Scan the entries line by line and return those with "Duration".

(Collected data)
• • • • • • •

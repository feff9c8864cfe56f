//! Shared HTTP client and error mapping.

use std::sync::OnceLock;
use std::time::Duration;

use reqwest::header::{HeaderMap, HeaderValue, CONTENT_TYPE};

use crate::error::ForgeError;

static SHARED_CLIENT: OnceLock<reqwest::Client> = OnceLock::new();

/// Get (or create) the shared reqwest client.
pub fn shared_client() -> &'static reqwest::Client {
    SHARED_CLIENT.get_or_init(|| {
        reqwest::Client::builder()
            .connect_timeout(Duration::from_secs(30))
            .pool_max_idle_per_host(10)
            .build()
            .unwrap_or_else(|_| reqwest::Client::new())
    })
}

/// Build headers for a Google API-key request.
pub fn api_key_headers(api_key: &str) -> HeaderMap {
    let mut headers = HeaderMap::new();
    headers.insert(CONTENT_TYPE, HeaderValue::from_static("application/json"));
    if let Ok(val) = HeaderValue::from_str(api_key) {
        headers.insert("x-goog-api-key", val);
    }
    headers
}

/// Map a non-success HTTP status and body to an error.
pub fn status_to_error(status: u16, body: &str) -> ForgeError {
    let message = extract_error_message(body).unwrap_or_else(|| body.to_string());
    if has_error_reason(body, "API_KEY_INVALID") {
        return ForgeError::Authentication(message);
    }
    match status {
        401 | 403 => ForgeError::Authentication(message),
        429 => ForgeError::RateLimited {
            retry_after_ms: extract_retry_after(body),
        },
        _ => ForgeError::api(status, message),
    }
}

/// Pull `error.message` out of a Google API error envelope.
fn extract_error_message(body: &str) -> Option<String> {
    let value: serde_json::Value = serde_json::from_str(body).ok()?;
    value
        .get("error")?
        .get("message")?
        .as_str()
        .map(str::to_string)
}

/// Whether any `ErrorInfo` detail carries `reason`.
///
/// Gemini reports a bad API key as 400 `INVALID_ARGUMENT` with reason
/// `API_KEY_INVALID`, not as 401.
fn has_error_reason(body: &str, reason: &str) -> bool {
    serde_json::from_str::<serde_json::Value>(body)
        .ok()
        .and_then(|value| value.get("error")?.get("details")?.as_array().cloned())
        .is_some_and(|details| {
            details
                .iter()
                .any(|d| d.get("reason").and_then(|r| r.as_str()) == Some(reason))
        })
}

/// Read the `RetryInfo.retryDelay` detail (e.g. `"7s"`, `"0.5s"`).
fn extract_retry_after(body: &str) -> Option<u64> {
    let value: serde_json::Value = serde_json::from_str(body).ok()?;
    value
        .get("error")?
        .get("details")?
        .as_array()?
        .iter()
        .filter_map(|d| d.get("retryDelay").and_then(|r| r.as_str()))
        .find_map(|delay| delay.strip_suffix('s')?.parse::<f64>().ok())
        .map(|secs| (secs * 1000.0) as u64)
}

• • • • • • •

Solution:
use std::time::Duration;
            .connect_timeout(Duration::from_secs(30))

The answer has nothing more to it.